Il arrive qu'une succession soit bloquée pendant plusieurs mois, voire plusieurs années. Les causes les plus fréquentes sont les conflits entre héritiers, un héritier introuvable ou décédé sans descendance connue, ou encore un testament contesté en justice.
Dans ces situations, plusieurs recours existent :
- Le partage judiciaire : si le dialogue est rompu, le tribunal judiciaire peut être saisi pour ordonner le partage des biens.
- La médiation successorale : une solution amiable et souvent plus rapide que la voie judiciaire.

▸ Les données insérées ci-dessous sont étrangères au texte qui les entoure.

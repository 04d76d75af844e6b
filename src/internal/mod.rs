//! Internal modules adapted from external libraries.
//!
//! These modules contain code adapted from:
//! - scipy: Linear sum assignment
//! - motmetrics: MOTChallenge event accumulation and metrics

pub mod scipy;
pub mod motmetrics;
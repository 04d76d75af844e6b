//! Linear sum assignment in the spirit of `scipy.optimize.linear_sum_assignment`.
//!
//! License: BSD 3-Clause (SciPy Developers)
#![allow(clippy::needless_range_loop)]

use nalgebra::DMatrix;

/// Represents a match between a row index and column index.
#[derive(Debug, Clone, Copy, PartialEq, Eq)]
pub struct Assignment {
    pub row_idx: usize,
    pub col_idx: usize,
}

/// Result of linear sum assignment.
#[derive(Debug, Clone, Default)]
pub struct AssignmentResult {
    /// Valid assignments (row, col pairs)
    pub assignments: Vec<Assignment>,
    /// Indices of rows that were not matched
    pub unmatched_rows: Vec<usize>,
    /// Indices of columns that were not matched
    pub unmatched_cols: Vec<usize>,
}

/// Solve the rectangular linear sum assignment problem.
///
/// Non-finite entries (`NaN`, `inf`) mark forbidden pairs. They are replaced by a
/// penalty larger than any feasible total before solving, so the solver first
/// maximises the number of feasible pairs and then minimises their cost. Pairs
/// that land on a forbidden entry, or whose cost exceeds `max_cost`, are reported
/// as unmatched.
///
/// # Arguments
/// * `cost_matrix` - Cost matrix where `cost[(i, j)]` is the cost of assigning row i to column j
/// * `max_cost` - Assignments with cost > max_cost are rejected
pub fn linear_sum_assignment(cost_matrix: &DMatrix<f64>, max_cost: f64) -> AssignmentResult {
    let (num_rows, num_cols) = cost_matrix.shape();
    if num_rows == 0 || num_cols == 0 {
        return AssignmentResult {
            assignments: Vec::new(),
            unmatched_rows: (0..num_rows).collect(),
            unmatched_cols: (0..num_cols).collect(),
        };
    }

    let finite_sum: f64 = cost_matrix
        .iter()
        .filter(|c| c.is_finite())
        .map(|c| c.abs())
        .sum();
    let penalty = 2.0 * finite_sum + 1.0;
    let sanitized = cost_matrix.map(|c| if c.is_finite() { c } else { penalty });

    // The solver needs rows <= cols.
    let transposed = num_rows > num_cols;
    let work = if transposed {
        sanitized.transpose()
    } else {
        sanitized
    };
    let row_to_col = hungarian(&work);

    let mut matched_rows = vec![false; num_rows];
    let mut matched_cols = vec![false; num_cols];
    let mut assignments = Vec::new();

    for (r, col) in row_to_col.into_iter().enumerate() {
        let Some(c) = col else { continue };
        let (row_idx, col_idx) = if transposed { (c, r) } else { (r, c) };
        let cost = cost_matrix[(row_idx, col_idx)];
        if cost.is_finite() && cost <= max_cost {
            matched_rows[row_idx] = true;
            matched_cols[col_idx] = true;
            assignments.push(Assignment { row_idx, col_idx });
        }
    }
    assignments.sort_by_key(|a| a.row_idx);

    AssignmentResult {
        assignments,
        unmatched_rows: (0..num_rows).filter(|&i| !matched_rows[i]).collect(),
        unmatched_cols: (0..num_cols).filter(|&j| !matched_cols[j]).collect(),
    }
}

/// Shortest augmenting path Hungarian algorithm with row/column potentials.
///
/// Requires `cost.nrows() <= cost.ncols()` and finite entries. Every row is assigned.
fn hungarian(cost: &DMatrix<f64>) -> Vec<Option<usize>> {
    let n = cost.nrows();
    let m = cost.ncols();

    // 1-indexed; index 0 is the virtual source column.
    let mut u = vec![0.0; n + 1];
    let mut v = vec![0.0; m + 1];
    let mut p = vec![0usize; m + 1];
    let mut way = vec![0usize; m + 1];

    for i in 1..=n {
        p[0] = i;
        let mut j0 = 0usize;
        let mut minv = vec![f64::INFINITY; m + 1];
        let mut used = vec![false; m + 1];

        loop {
            used[j0] = true;
            let i0 = p[j0];
            let mut delta = f64::INFINITY;
            let mut j1 = 0usize;

            for j in 1..=m {
                if used[j] {
                    continue;
                }
                let cur = cost[(i0 - 1, j - 1)] - u[i0] - v[j];
                if cur < minv[j] {
                    minv[j] = cur;
                    way[j] = j0;
                }
                if minv[j] < delta {
                    delta = minv[j];
                    j1 = j;
                }
            }

            for j in 0..=m {
                if used[j] {
                    u[p[j]] += delta;
                    v[j] -= delta;
                } else {
                    minv[j] -= delta;
                }
            }

            j0 = j1;
            if p[j0] == 0 {
                break;
            }
        }

        loop {
            let j1 = way[j0];
            p[j0] = p[j1];
            j0 = j1;
            if j0 == 0 {
                break;
            }
        }
    }

    let mut row_to_col = vec![None; n];
    for j in 1..=m {
        if p[j] != 0 {
            row_to_col[p[j] - 1] = Some(j - 1);
        }
    }
    row_to_col
}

- La licitation : procédure permettant de vendre un bien immobilier indivis aux enchères lorsque les héritiers ne s'accordent pas.
Dans tous les cas, l'accompagnement d'un notaire compétent est indispensable. N'hésitez pas à consulter un professionnel via Notaires.io pour obtenir un premier avis dès aujourd'hui.
Questions fréquentes
Combien de temps faut-il pour régler une succession simple ?

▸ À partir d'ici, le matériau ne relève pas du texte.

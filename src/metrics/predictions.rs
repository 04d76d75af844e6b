//! MOTChallenge predictions file writer.

use std::fs::{self, File};
use std::io::{BufWriter, Write};
use std::path::{Path, PathBuf};

use tracing::warn;

use crate::model::Track;
use crate::{Error, Result};

/// Writer for tracking predictions in MOTChallenge format.
///
/// The output format is CSV with columns:
/// `frame,id,bb_left,bb_top,bb_width,bb_height,score,-1,-1,-1`
///
/// Rows within a frame are sorted by id; frames must be written in increasing order.
pub struct PredictionsTextFile {
    path: PathBuf,
    writer: BufWriter<File>,
    last_frame: Option<u32>,
    num_rows: usize,
}

impl PredictionsTextFile {
    /// Create the output file, creating parent directories as needed.
    ///
    /// An existing file is replaced, with a warning.
    pub fn create<P: AsRef<Path>>(path: P) -> Result<Self> {
        let path = path.as_ref().to_path_buf();
        if let Some(parent) = path.parent() {
            fs::create_dir_all(parent).map_err(|e| {
                Error::IoError(std::io::Error::new(
                    e.kind(),
                    format!("failed to create results folder {:?}: {}", parent, e),
                ))
            })?;
        }
        if path.exists() {
            warn!(path = %path.display(), "overwriting existing result file");
        }

        let file = File::create(&path).map_err(|e| {
            Error::IoError(std::io::Error::new(
                e.kind(),
                format!("failed to create output file {:?}: {}", path, e),
            ))
        })?;

        Ok(Self {
            path,
            writer: BufWriter::new(file),
            last_frame: None,
            num_rows: 0,
        })
    }

    /// Number of rows written so far.
    pub fn num_rows(&self) -> usize {
        self.num_rows
    }

    /// Write the tracks of one frame.
    pub fn write_frame(&mut self, frame: u32, tracks: &[Track]) -> Result<()> {
        if self.last_frame.is_some_and(|last| frame <= last) {
            return Err(Error::FrameOrder {
                path: self.path.clone(),
                frame,
                previous: self.last_frame.unwrap_or_default(),
            });
        }
        self.last_frame = Some(frame);

        let mut sorted: Vec<&Track> = tracks.iter().collect();
        sorted.sort_by_key(|t| t.id);

        for track in sorted {
            let b = &track.bbox;
            writeln!(
                self.writer,
                "{},{},{:.2},{:.2},{:.2},{:.2},{:.2},-1,-1,-1",
                frame, track.id, b.x, b.y, b.width, b.height, track.score
            )?;
            self.num_rows += 1;
        }
        Ok(())
    }

    /// Flush and close the file.
    pub fn finish(mut self) -> Result<PathBuf> {
        self.writer.flush()?;
        Ok(self.path)
    }
}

Une succession simple, sans bien immobilier ni conflit entre héritiers, se règle généralement en 4 à 6 mois. Ce délai inclut l'ouverture du dossier, la rédaction de l'acte de notoriété, l'inventaire du patrimoine et le dépôt de la déclaration fiscale. Une bonne organisation et des documents rapidement fournis permettent souvent de respecter ce calendrier.
Que se passe-t-il si la déclaration de succession n'est pas déposée dans les 6 mois ?

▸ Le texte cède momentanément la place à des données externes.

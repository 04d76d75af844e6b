//! Summary table over evaluated sequences.

use std::fmt;

use crate::internal::motmetrics::MOTMetrics;

/// Name of the aggregate row.
pub const OVERALL: &str = "OVERALL";

/// Column headers, in MOTChallenge order.
pub const COLUMNS: [&str; 18] = [
    "IDF1", "IDP", "IDR", "Rcll", "Prcn", "GT", "MT", "PT", "ML", "FP", "FN", "IDs", "FM", "MOTA",
    "MOTP", "IDt", "IDa", "IDm",
];

/// Metrics of one sequence (or of the OVERALL aggregate).
#[derive(Debug, Clone, PartialEq)]
pub struct SummaryRow {
    pub name: String,
    pub metrics: MOTMetrics,
}

impl SummaryRow {
    /// Formatted cells, one per entry of [`COLUMNS`].
    pub fn cells(&self) -> Vec<String> {
        let m = &self.metrics;
        let pct = |v: f64| format!("{:.1}%", v * 100.0);
        vec![
            pct(m.idf1()),
            pct(m.idp()),
            pct(m.idr()),
            pct(m.recall()),
            pct(m.precision()),
            m.num_unique_objects.to_string(),
            m.mostly_tracked.to_string(),
            m.partially_tracked.to_string(),
            m.mostly_lost.to_string(),
            m.num_false_positives.to_string(),
            m.num_misses.to_string(),
            m.num_switches.to_string(),
            m.num_fragmentations.to_string(),
            pct(m.mota()),
            format!("{:.3}", m.motp()),
            m.num_transfer.to_string(),
            m.num_ascend.to_string(),
            m.num_migrate.to_string(),
        ]
    }
}

/// Per-sequence rows followed by an OVERALL row.
///
/// The OVERALL counts are sums of the sequence counts and its ratios are
/// recomputed from those sums, so larger sequences weigh more.
#[derive(Debug, Clone, Default, PartialEq)]
pub struct Summary {
    rows: Vec<SummaryRow>,
    overall: Option<SummaryRow>,
}

impl Summary {
    /// Build a summary from `(sequence name, metrics)` pairs, keeping their order.
    pub fn from_sequences<I>(sequences: I) -> Self
    where
        I: IntoIterator<Item = (String, MOTMetrics)>,
    {
        let rows: Vec<SummaryRow> = sequences
            .into_iter()
            .map(|(name, metrics)| SummaryRow { name, metrics })
            .collect();

        let overall = (!rows.is_empty()).then(|| {
            let mut total = MOTMetrics::default();
            for row in &rows {
                total.merge(&row.metrics);
            }
            SummaryRow {
                name: OVERALL.to_string(),
                metrics: total,
            }
        });

        Self { rows, overall }
    }

    pub fn rows(&self) -> &[SummaryRow] {
        &self.rows
    }

    pub fn overall(&self) -> Option<&SummaryRow> {
        self.overall.as_ref()
    }

    pub fn is_empty(&self) -> bool {
        self.rows.is_empty()
    }

    /// Render the fixed-width table. An empty summary renders the header only.
    pub fn render(&self) -> String {
        let all_rows: Vec<&SummaryRow> = self.rows.iter().chain(self.overall.as_ref()).collect();
        let cells: Vec<Vec<String>> = all_rows.iter().map(|r| r.cells()).collect();

        let name_width = all_rows.iter().map(|r| r.name.len()).max().unwrap_or(0);
        let widths: Vec<usize> = COLUMNS
            .iter()
            .enumerate()
            .map(|(c, header)| {
                cells
                    .iter()
                    .map(|row| row[c].len())
                    .chain(std::iter::once(header.len()))
                    .max()
                    .unwrap_or(header.len())
            })
            .collect();

        let mut out = String::new();
        let mut line = " ".repeat(name_width);
        for (header, width) in COLUMNS.iter().zip(&widths) {
            line.push_str(&format!(" {:>width$}", header, width = width));
        }
        out.push_str(&line);
        out.push('\n');

        for (row, row_cells) in all_rows.iter().zip(&cells) {
            let mut line = format!("{:<width$}", row.name, width = name_width);
            for (cell, width) in row_cells.iter().zip(&widths) {
                line.push_str(&format!(" {:>width$}", cell, width = width));
            }
            out.push_str(&line);
            out.push('\n');
        }
        out
    }
}

impl fmt::Display for Summary {
    fn fmt(&self, f: &mut fmt::Formatter<'_>) -> fmt::Result {
        f.write_str(&self.render())
    }
}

En cas de dépôt tardif de la déclaration de succession, l'administration fiscale applique des intérêts de retard de 0,20 % par mois, soit 2,4 % par an. Des majorations supplémentaires de 10 % à 40 % peuvent s'ajouter selon la situation. Il est donc crucial de respecter ce délai ou de contacter votre notaire rapidement pour anticiper d'éventuelles difficultés.
Peut-on débloquer les comptes bancaires du défunt avant la fin de la succession ?
Oui, partiellement. Dès que le notaire a établi l'acte de notoriété, les héritiers peuvent débloquer les comptes bancaires du défunt pour régler les frais funéraires (dans la limite de 5 000 €) et les frais urgents. Le déblocage complet des fonds intervient après le paiement des droits de succession et la signature de l'acte de partage.
Combien coûte le règlement d'une succession chez un notaire ?
Les honoraires du notaire pour une succession sont réglementés et calculés en pourcentage de l'actif successoral. Ils comprennent les émoluments fixes (acte de notoriété, déclaration de succession) et les émoluments proportionnels (entre 1,5 % et 5 % selon les tranches de valeur). Des débours (frais administratifs) et la TVA s'ajoutent. Le premier rendez-vous est offert sur Notaires.io.
Est-il possible de régler une succession sans notaire ?
Le recours à un notaire est obligatoire dès lors que la succession comprend un bien immobilier, si l'actif successoral dépasse 5 000 €, ou s'il existe un testament ou une donation entre époux. Dans les rares cas où la succession est très modeste et sans immobilier, les héritiers peuvent y procéder seuls, mais l'accompagnement notarial reste vivement recommandé.